Hypertension Study Urges Lower Blood Pressure Goal
Hypertension patients can significantly reduce their risk of heart attack by aiming for a blood pressure even lower than what doctors traditionally advise, a new study reports.
The five-year international study, led by the University of Michigan at Ann Arbor, was conducted to help doctors determine just how low they need to go in treating patients with high blood pressure and reducing cardiovascular diseases and deaths.
Blood pressure is generally considered healthy if the systolic level--which measures the pressure of the blood flow when the heart beats--is 120 and the diastolic level--the pressure between heartbeats--is 80. In the past, doctors generally have accepted a diastolic pressure of 90 as the target for hypertensive patients. The findings suggest doctors could aim as low as 80.
During the study, patients were assigned to diastolic pressure targets of 80, 85 and 90. Investigators then followed their progress to see how many strokes, heart attacks or related deaths occurred.
Among patients whose diastolic pressure was reduced to 90, there were 84 heart attacks, while there were 64 heart attacks among those in the 85-level group and 61 in the 80-level group.
The results, if proved accurate, should encourage doctors to be even stricter in managing patients’ blood pressure, said Dr. Peter de Leeuw, a hypertension specialist at the University of Maastricht in the Netherlands.
During the study, patients received felodipine and other blood pressure medications to reach their target blood pressure level.

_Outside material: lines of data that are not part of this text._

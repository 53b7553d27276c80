mod app;
pub use app::*;

mod callback;
pub use callback::NylasCallback;

mod home;
pub use home::Home;

mod integration;
pub use integration::Integration;

mod not_found;
pub use not_found::NotFound;
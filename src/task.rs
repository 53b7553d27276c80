mod cancel;
pub use cancel::*;
use serde::{Deserialize, Serialize};
use yewdux::prelude::*;

/// The signed-in user's profile as Auth0 reports it.
#[derive(Clone, Debug, PartialEq, Serialize, Deserialize)]
#[serde(transparent)]
pub struct UserProfile(serde_json::Value);

impl UserProfile {
	pub fn email(&self) -> Option<&str> {
		self.0.get("email")?.as_str()
	}

	pub fn to_pretty_json(&self) -> String {
		serde_json::to_string_pretty(&self.0).unwrap_or_default()
	}
}

impl From<serde_json::Value> for UserProfile {
	fn from(value: serde_json::Value) -> Self {
		Self(value)
	}
}

// Not persisted; the SDK restores the session itself on reload.
#[derive(Clone, Debug, PartialEq, Store)]
pub struct Status {
	loading: bool,
	user: Option<UserProfile>,
	pub(crate) error: Option<String>,
}

impl Default for Status {
	fn default() -> Self {
		Self {
			loading: true,
			user: None,
			error: None,
		}
	}
}

impl Status {
	pub fn signed_in(user: UserProfile) -> Self {
		Self {
			loading: false,
			user: Some(user),
			error: None,
		}
	}

	pub fn anonymous() -> Self {
		Self {
			loading: false,
			user: None,
			error: None,
		}
	}

	pub fn failed(error: impl ToString) -> Self {
		Self {
			loading: false,
			user: None,
			error: Some(error.to_string()),
		}
	}

	pub fn is_loading(&self) -> bool {
		self.loading
	}

	pub fn is_authenticated(&self) -> bool {
		self.user.is_some()
	}

	pub fn user(&self) -> Option<&UserProfile> {
		self.user.as_ref()
	}

	pub fn error(&self) -> Option<&str> {
		self.error.as_deref()
	}
}

#[cfg(test)]
mod test {
	use super::*;

	#[test]
	fn starts_loading() {
		let status = Status::default();
		assert!(status.is_loading());
		assert!(!status.is_authenticated());
		assert_eq!(status.error(), None);
	}

	#[test]
	fn signed_in_exposes_profile() {
		let profile = UserProfile::from(serde_json::json!({
			"sub": "auth0|abc",
			"email": "someone@example.com",
		}));
		let status = Status::signed_in(profile);
		assert!(!status.is_loading());
		assert!(status.is_authenticated());
		let user = status.user().unwrap();
		assert_eq!(user.email(), Some("someone@example.com"));
		assert!(user.to_pretty_json().contains("\n  \"email\""));
	}

	#[test]
	fn failure_is_not_authenticated() {
		let status = Status::failed("Invalid state");
		assert!(!status.is_loading());
		assert!(!status.is_authenticated());
		assert_eq!(status.error(), Some("Invalid state"));
	}
}
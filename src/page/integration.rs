use crate::{
	components::{ErrorMessage, Spinner},
	connection::{use_controller, Action, ConnectionState, Controller, Phase, ProbeKind, ProbeState},
};
use std::{future::Future, rc::Rc};
use wasm_bindgen_futures::spawn_local;
use yew::prelude::*;

type ControllerHandle = Rc<Result<Controller, nylas_connect::Error>>;

fn spawn<F, Fut>(controller: &ControllerHandle, operation: F)
where
	F: FnOnce(Controller) -> Fut,
	Fut: Future<Output = ()> + 'static,
{
	if let Ok(controller) = &**controller {
		spawn_local(operation(controller.clone()));
	}
}

#[function_component]
pub fn Integration() -> Html {
	let state = use_reducer(ConnectionState::default);
	let sink = {
		let dispatcher = state.dispatcher();
		Callback::from(move |action: Action| dispatcher.dispatch(action))
	};
	let controller = use_controller(sink);

	use_effect_with((*controller).as_ref().ok().cloned(), |controller| {
		let controller = controller.clone();
		if let Some(controller) = &controller {
			controller.subscribe();
			let pending = controller.clone();
			spawn_local(async move { pending.load_session().await });
		}
		move || {
			if let Some(controller) = controller {
				controller.teardown();
			}
		}
	});

	if let Err(err) = &*controller {
		return html! {
			<div class="integration-page">
				<h1>{"Integration"}</h1>
				<ErrorMessage text={err.to_string()} />
			</div>
		};
	}

	if matches!(state.phase(), Phase::Idle | Phase::LoadingSession) {
		return html! {
			<div class="integration-page">
				<h1>{"Integration"}</h1>
				<p><Spinner small={true} />{" Loading Nylas connection status…"}</p>
			</div>
		};
	}

	let on_connect = Callback::from({
		let controller = controller.clone();
		move |_: MouseEvent| spawn(&controller, |controller| async move { controller.connect().await })
	});
	let on_disconnect = Callback::from({
		let controller = controller.clone();
		move |_: MouseEvent| spawn(&controller, |controller| async move { controller.disconnect().await })
	});
	let on_probe = Callback::from({
		let controller = controller.clone();
		let session = state.session().cloned();
		move |kind: ProbeKind| {
			let Some(session) = session.clone() else {
				return;
			};
			spawn(&controller, move |controller| async move { controller.probe(kind, session).await });
		}
	});

	let body = match state.session() {
		Some(session) => html! {
			<div class="integration-status-wrap">
				<div class="integration-status d-flex align-items-center mb-3">
					<p class="integration-connected mb-0 me-3">
						{"Connected as "}<strong>{session.display_email()}</strong>
					</p>
					<button
						type="button" class="btn btn-outline-secondary"
						disabled={!state.can_disconnect()}
						onclick={on_disconnect}
					>
						{match state.is_disconnecting() {
							true => "Disconnecting…",
							false => "Disconnect",
						}}
					</button>
				</div>
				{ProbeKind::SessionToken.view(state.probe(ProbeKind::SessionToken), &on_probe)}
				{ProbeKind::IdentityCorrelated.view(state.probe(ProbeKind::IdentityCorrelated), &on_probe)}
			</div>
		},
		None => html! {
			<button type="button" class="btn btn-primary" disabled={!state.can_connect()} onclick={on_connect}>
				{match state.is_connecting() {
					true => "Connecting…",
					false => "Connect with Nylas",
				}}
			</button>
		},
	};

	html! {
		<div class="integration-page">
			<h1>{"Integration"}</h1>
			<section class="integration-card card card-body">
				<h2>{"Nylas"}</h2>
				<p class="integration-desc">{"Connect your email, calendar, or contacts via Nylas."}</p>
				{state.error().map(|message| html!(<ErrorMessage text={message.to_owned()} />))}
				{body}
			</section>
		</div>
	}
}

impl ProbeKind {
	fn view(self, probe: &ProbeState, on_probe: &Callback<ProbeKind>) -> Html {
		html! {
			<div class="integration-api-test mb-3">
				{probe.error.as_ref().map(|message| html!(<ErrorMessage text={message.clone()} />))}
				<button
					type="button" class="btn btn-primary"
					disabled={probe.loading}
					onclick={on_probe.reform(move |_: MouseEvent| self)}
				>
					{match probe.loading {
						true => "Calling…",
						false => self.label(),
					}}
				</button>
				{probe.output.as_ref().map(|output| html! {
					<pre class="api-output mt-2">{output.to_pretty_json()}</pre>
				})}
			</div>
		}
	}
}
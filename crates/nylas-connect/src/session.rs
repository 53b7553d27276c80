use serde::{Deserialize, Serialize};

/// A successfully linked external account.
#[derive(Clone, PartialEq, Serialize, Deserialize)]
#[serde(rename_all = "camelCase")]
pub struct Session {
	/// Bearer credential for the Nylas API.
	pub access_token: String,
	/// Names the linked account at the provider.
	pub grant_id: String,
	#[serde(default)]
	pub id_token: Option<String>,
	/// Milliseconds since the unix epoch.
	#[serde(default)]
	pub expires_at: Option<f64>,
	#[serde(default)]
	pub scope: Option<String>,
	#[serde(default)]
	pub grant_info: Option<GrantInfo>,
}

#[derive(Clone, Debug, PartialEq, Default, Serialize, Deserialize)]
#[serde(rename_all = "camelCase")]
pub struct GrantInfo {
	#[serde(default)]
	pub id: Option<String>,
	#[serde(default)]
	pub email: Option<String>,
	#[serde(default)]
	pub name: Option<String>,
	#[serde(default)]
	pub provider: Option<String>,
	#[serde(default)]
	pub picture: Option<String>,
	#[serde(default)]
	pub email_verified: Option<bool>,
}

impl Session {
	pub fn email(&self) -> Option<&str> {
		self.grant_info.as_ref()?.email.as_deref()
	}

	/// The linked email, or "Unknown" when the grant carries none.
	pub fn display_email(&self) -> &str {
		self.email().unwrap_or("Unknown")
	}
}

// Tokens never reach logs.
impl std::fmt::Debug for Session {
	fn fmt(&self, f: &mut std::fmt::Formatter<'_>) -> std::fmt::Result {
		f.debug_struct("Session")
			.field("access_token", &"<redacted>")
			.field("grant_id", &self.grant_id)
			.field("id_token", &self.id_token.as_ref().map(|_| "<redacted>"))
			.field("expires_at", &self.expires_at)
			.field("scope", &self.scope)
			.field("grant_info", &self.grant_info)
			.finish()
	}
}
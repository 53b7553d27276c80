use crate::page::Route;
use yew::prelude::*;
use yew_router::prelude::*;

#[derive(Clone, PartialEq, Properties)]
pub struct NavLinkProps {
	pub to: Route,
	#[prop_or_default]
	pub children: Children,
}

/// A navbar link, marked `active` while its route (or one beneath it) is shown.
#[function_component]
pub fn NavLink(NavLinkProps { to, children }: &NavLinkProps) -> Html {
	let current = use_route::<Route>();
	let active = current.is_some_and(|current| to.is_within(&current));
	html! {
		<Link<Route> classes={classes!("nav-link", active.then_some("active"))} to={*to}>
			{children.clone()}
		</Link<Route>>
	}
}
use url::Url;

static CALLBACK_PARAMS: [&str; 4] = ["code", "state", "error", "error_description"];

/// True when `href` is Auth0 returning to the configured redirect target.
///
/// Other redirect handshakes in the app also carry `code` and `state`, so the location
/// must match the redirect uri exactly and not just carry the parameters.
pub(crate) fn is_redirect_callback(redirect_uri: &str, href: &str) -> bool {
	let (Ok(target), Ok(current)) = (Url::parse(redirect_uri), Url::parse(href)) else {
		return false;
	};
	if target.origin() != current.origin() || target.path() != current.path() {
		return false;
	}
	let mut has_state = false;
	let mut has_outcome = false;
	for (key, _) in current.query_pairs() {
		match key.as_ref() {
			"state" => has_state = true,
			"code" | "error" => has_outcome = true,
			_ => {}
		}
	}
	has_state && has_outcome
}

/// `href` with the Auth0 callback parameters removed, so a reload does not replay them.
pub(crate) fn without_callback_params(href: &str) -> Option<String> {
	let mut url = Url::parse(href).ok()?;
	let kept = url
		.query_pairs()
		.filter(|(key, _)| !CALLBACK_PARAMS.contains(&key.as_ref()))
		.map(|(key, value)| (key.into_owned(), value.into_owned()))
		.collect::<Vec<_>>();
	if kept.is_empty() {
		url.set_query(None);
	} else {
		url.query_pairs_mut().clear().extend_pairs(kept);
	}
	Some(url.to_string())
}

#[cfg(test)]
mod test {
	use super::*;

	static REDIRECT: &str = "http://localhost:8080/";

	#[test]
	fn auth0_return_is_detected() {
		assert!(is_redirect_callback(REDIRECT, "http://localhost:8080/?code=abc&state=xyz"));
		assert!(is_redirect_callback(
			REDIRECT,
			"http://localhost:8080/?error=access_denied&error_description=nope&state=xyz"
		));
	}

	#[test]
	fn plain_visit_is_not_a_callback() {
		assert!(!is_redirect_callback(REDIRECT, "http://localhost:8080/"));
		assert!(!is_redirect_callback(REDIRECT, "http://localhost:8080/?code=abc"));
	}

	#[test]
	fn other_handshakes_are_left_alone() {
		assert!(!is_redirect_callback(
			REDIRECT,
			"http://localhost:8080/integration/callback?code=abc&state=xyz"
		));
		assert!(!is_redirect_callback(REDIRECT, "http://example.com/?code=abc&state=xyz"));
	}

	#[test]
	fn strips_only_callback_params() {
		assert_eq!(
			without_callback_params("http://localhost:8080/?code=abc&state=xyz").as_deref(),
			Some("http://localhost:8080/")
		);
		assert_eq!(
			without_callback_params("http://localhost:8080/?code=abc&tab=profile&state=xyz").as_deref(),
			Some("http://localhost:8080/?tab=profile")
		);
	}
}
use std::sync::Arc;
use wasm_bindgen::{JsCast, JsValue};

#[derive(thiserror::Error, Debug, Clone)]
pub enum Error {
	/// The SDK rejected or threw, e.g. `login_required` when no session is active.
	#[error("{}", .0.as_deref().unwrap_or("Auth0 failed without a message"))]
	Sdk(Option<String>),
	#[error(transparent)]
	Deserialization(Arc<serde_wasm_bindgen::Error>),
	#[error("the Auth0 client could not be created")]
	Unavailable,
}

impl From<JsValue> for Error {
	fn from(value: JsValue) -> Self {
		Self::Sdk(js_message(&value))
	}
}

impl From<serde_wasm_bindgen::Error> for Error {
	fn from(value: serde_wasm_bindgen::Error) -> Self {
		Self::Deserialization(Arc::new(value))
	}
}

/// Reads a message out of a thrown value: an `Error`, a bare string, or an object's
/// `message`. Auth0's `GenericError` also carries `error_description`, used when the
/// message is missing. Blank messages count as none.
fn js_message(value: &JsValue) -> Option<String> {
	let message = if let Some(error) = value.dyn_ref::<js_sys::Error>() {
		Some(String::from(error.message()))
	} else if let Some(text) = value.as_string() {
		Some(text)
	} else {
		property(value, "message")
	};
	first_message([message, property(value, "error_description")])
}

fn property(value: &JsValue, name: &str) -> Option<String> {
	if !value.is_object() {
		return None;
	}
	js_sys::Reflect::get(value, &JsValue::from_str(name)).ok()?.as_string()
}

fn first_message(candidates: impl IntoIterator<Item = Option<String>>) -> Option<String> {
	candidates.into_iter().flatten().find(|message| !message.trim().is_empty())
}

#[cfg(test)]
mod test {
	use super::*;

	#[test]
	fn message_before_description() {
		let pick = |message: Option<&str>, description: Option<&str>| {
			first_message([message.map(str::to_owned), description.map(str::to_owned)])
		};
		assert_eq!(pick(Some("Login required"), Some("login_required")).as_deref(), Some("Login required"));
		assert_eq!(pick(None, Some("login_required")).as_deref(), Some("login_required"));
		assert_eq!(pick(Some("  "), Some("login_required")).as_deref(), Some("login_required"));
		assert_eq!(pick(Some(""), None), None);
	}
}
use identity::Status;
use yew::prelude::*;
use yewdux::prelude::*;

#[function_component]
pub fn Home() -> Html {
	let status = use_store_value::<Status>();
	match status.user().filter(|_| status.is_authenticated()) {
		Some(user) => html! {<>
			<h1>{"User Profile"}</h1>
			<pre>{user.to_pretty_json()}</pre>
		</>},
		None => html!(<h1>{"Welcome"}</h1>),
	}
}
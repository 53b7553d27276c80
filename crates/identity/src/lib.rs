//! Sign-in through the Auth0 SPA SDK.
//!
//! Mount [`Provider`] once at the application root. It restores or completes the Auth0
//! session, publishes [`Status`] as a yewdux store, and provides [`Auth`] as context.

mod auth;
pub use auth::*;
mod client;
mod error;
pub use error::*;
mod provider;
pub use provider::*;
mod redirect;
mod status;
pub use status::*;

#[derive(Clone, Debug, PartialEq)]
pub struct Config {
	/// The Auth0 tenant domain, e.g. `example.us.auth0.com`.
	pub domain: String,
	pub client_id: String,
	/// Where Auth0 sends the browser back to after login.
	pub redirect_uri: String,
	pub audience: Option<String>,
}
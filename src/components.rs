mod error_message;
pub use error_message::*;
mod nav;
pub use nav::*;
mod spinner;
pub use spinner::*;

Among diabetics, the results were even more promising--researchers said that drastically lowering their blood pressure can halve the risk of major cardiovascular trouble. The study included 1,501 patients with diabetes and found that the risk of a major cardiovascular incident was halved for those who reduced their blood pressure to 80.
Results from the study, which involved 18,790 patients ages 50-80 in 26 countries, were being presented today at the annual meeting in Amsterdam of the International Society of Hypertension. The study was funded by U.S.-Swedish pharmaceutical company Astra Merck, which produces Plendil, a drug used in the research.